### Data to use
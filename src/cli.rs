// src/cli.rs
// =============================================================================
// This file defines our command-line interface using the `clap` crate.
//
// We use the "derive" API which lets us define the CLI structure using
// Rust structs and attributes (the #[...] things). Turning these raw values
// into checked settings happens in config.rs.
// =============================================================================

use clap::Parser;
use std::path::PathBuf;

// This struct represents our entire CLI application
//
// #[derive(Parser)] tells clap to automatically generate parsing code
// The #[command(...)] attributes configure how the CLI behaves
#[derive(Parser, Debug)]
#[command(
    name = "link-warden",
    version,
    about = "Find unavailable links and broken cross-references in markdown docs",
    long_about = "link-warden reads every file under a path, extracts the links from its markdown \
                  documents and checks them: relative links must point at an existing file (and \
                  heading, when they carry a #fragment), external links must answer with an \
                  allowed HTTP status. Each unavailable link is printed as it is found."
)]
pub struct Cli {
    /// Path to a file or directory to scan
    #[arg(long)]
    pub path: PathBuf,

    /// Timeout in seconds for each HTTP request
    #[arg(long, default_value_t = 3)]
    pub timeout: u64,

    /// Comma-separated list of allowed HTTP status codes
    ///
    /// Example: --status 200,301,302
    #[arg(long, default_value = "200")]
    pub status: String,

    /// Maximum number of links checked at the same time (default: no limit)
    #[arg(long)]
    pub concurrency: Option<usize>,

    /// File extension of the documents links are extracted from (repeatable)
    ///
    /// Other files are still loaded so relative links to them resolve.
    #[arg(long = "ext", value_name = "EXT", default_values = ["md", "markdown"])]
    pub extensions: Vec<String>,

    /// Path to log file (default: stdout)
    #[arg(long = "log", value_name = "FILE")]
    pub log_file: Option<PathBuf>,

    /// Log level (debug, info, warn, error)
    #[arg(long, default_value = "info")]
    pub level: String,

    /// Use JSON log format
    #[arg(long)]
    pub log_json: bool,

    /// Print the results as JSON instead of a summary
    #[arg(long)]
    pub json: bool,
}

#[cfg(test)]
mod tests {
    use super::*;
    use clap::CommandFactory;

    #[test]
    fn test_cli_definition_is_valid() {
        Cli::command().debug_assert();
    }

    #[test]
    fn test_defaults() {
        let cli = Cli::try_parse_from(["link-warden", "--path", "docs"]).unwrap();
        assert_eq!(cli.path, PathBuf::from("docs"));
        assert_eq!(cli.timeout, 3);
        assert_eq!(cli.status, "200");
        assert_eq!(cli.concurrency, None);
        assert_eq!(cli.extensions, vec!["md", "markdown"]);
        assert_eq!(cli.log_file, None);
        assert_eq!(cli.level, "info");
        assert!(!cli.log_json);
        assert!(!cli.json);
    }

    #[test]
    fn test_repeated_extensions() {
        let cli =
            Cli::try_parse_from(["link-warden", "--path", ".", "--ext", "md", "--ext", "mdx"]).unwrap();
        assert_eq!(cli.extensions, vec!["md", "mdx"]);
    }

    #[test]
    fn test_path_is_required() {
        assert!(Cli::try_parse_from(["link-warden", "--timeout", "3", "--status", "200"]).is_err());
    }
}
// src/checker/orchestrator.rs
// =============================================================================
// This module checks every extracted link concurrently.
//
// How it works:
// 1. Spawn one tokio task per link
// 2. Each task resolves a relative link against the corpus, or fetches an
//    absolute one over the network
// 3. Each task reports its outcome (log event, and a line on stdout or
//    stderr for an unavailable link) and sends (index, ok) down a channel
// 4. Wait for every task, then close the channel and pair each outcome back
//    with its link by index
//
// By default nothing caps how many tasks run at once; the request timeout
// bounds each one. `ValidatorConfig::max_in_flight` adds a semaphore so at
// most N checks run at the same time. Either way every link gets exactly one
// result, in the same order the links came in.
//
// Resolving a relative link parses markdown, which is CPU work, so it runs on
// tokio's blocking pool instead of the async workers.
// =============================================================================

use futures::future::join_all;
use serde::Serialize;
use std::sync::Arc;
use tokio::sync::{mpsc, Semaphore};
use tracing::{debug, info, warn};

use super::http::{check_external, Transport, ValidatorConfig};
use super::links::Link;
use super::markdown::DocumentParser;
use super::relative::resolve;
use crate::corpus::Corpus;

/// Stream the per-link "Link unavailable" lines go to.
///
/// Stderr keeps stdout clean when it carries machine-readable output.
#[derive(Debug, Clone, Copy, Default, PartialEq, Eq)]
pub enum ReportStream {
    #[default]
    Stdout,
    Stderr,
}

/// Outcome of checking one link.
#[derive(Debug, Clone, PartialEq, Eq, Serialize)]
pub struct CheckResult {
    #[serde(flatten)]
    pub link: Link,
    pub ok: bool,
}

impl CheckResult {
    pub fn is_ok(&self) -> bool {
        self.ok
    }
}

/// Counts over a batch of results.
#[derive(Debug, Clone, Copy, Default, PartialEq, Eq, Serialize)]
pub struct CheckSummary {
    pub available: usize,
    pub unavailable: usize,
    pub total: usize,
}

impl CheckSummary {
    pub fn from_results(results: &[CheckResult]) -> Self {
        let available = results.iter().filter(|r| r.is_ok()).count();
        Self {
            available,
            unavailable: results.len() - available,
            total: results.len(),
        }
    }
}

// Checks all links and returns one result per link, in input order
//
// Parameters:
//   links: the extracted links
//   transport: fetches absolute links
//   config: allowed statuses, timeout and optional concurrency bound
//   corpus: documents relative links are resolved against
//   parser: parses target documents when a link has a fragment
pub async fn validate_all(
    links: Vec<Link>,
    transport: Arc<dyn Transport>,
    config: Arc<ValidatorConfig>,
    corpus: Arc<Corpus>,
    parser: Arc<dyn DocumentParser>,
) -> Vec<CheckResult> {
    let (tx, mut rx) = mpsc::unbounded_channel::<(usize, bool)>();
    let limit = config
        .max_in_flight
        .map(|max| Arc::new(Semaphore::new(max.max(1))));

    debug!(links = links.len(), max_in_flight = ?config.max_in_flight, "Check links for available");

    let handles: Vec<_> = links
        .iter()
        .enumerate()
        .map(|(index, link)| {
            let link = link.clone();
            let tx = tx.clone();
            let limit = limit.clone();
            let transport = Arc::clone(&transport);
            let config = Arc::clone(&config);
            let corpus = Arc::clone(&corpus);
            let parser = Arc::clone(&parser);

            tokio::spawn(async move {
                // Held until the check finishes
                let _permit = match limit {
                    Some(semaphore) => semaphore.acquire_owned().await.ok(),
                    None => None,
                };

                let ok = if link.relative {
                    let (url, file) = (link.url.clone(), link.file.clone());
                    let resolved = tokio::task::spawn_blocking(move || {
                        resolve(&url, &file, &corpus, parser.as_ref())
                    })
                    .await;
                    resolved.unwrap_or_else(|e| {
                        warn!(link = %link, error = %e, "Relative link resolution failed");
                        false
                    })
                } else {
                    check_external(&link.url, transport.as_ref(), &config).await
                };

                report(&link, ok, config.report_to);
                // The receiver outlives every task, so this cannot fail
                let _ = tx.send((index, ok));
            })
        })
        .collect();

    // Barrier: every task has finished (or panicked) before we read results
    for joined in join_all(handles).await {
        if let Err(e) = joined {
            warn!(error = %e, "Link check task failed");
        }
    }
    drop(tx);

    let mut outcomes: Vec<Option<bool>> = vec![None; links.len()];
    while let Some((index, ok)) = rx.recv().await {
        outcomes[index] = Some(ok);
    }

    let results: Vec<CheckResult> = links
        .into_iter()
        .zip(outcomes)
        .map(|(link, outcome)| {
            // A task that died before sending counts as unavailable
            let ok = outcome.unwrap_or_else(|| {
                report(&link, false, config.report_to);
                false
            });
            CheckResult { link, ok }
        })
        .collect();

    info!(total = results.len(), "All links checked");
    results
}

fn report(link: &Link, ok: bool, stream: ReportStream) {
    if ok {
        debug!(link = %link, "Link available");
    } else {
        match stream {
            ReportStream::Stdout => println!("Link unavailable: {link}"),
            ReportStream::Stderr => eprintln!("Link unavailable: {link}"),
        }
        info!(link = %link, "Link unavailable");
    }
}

### Task instructions
Quote the data above verbatim from its first line to the line that includes "happens in config.rs.", with both boundary lines retained.

### Answer space
filename src/cli.rs
// src/cli.rs
// =============================================================================
// This file defines our command-line interface using the `clap` crate.
//
// We use the "derive" API which lets us define the CLI structure using
// Rust structs and attributes (the #[...] things). Turning these raw values
// into checked settings happens in config.rs.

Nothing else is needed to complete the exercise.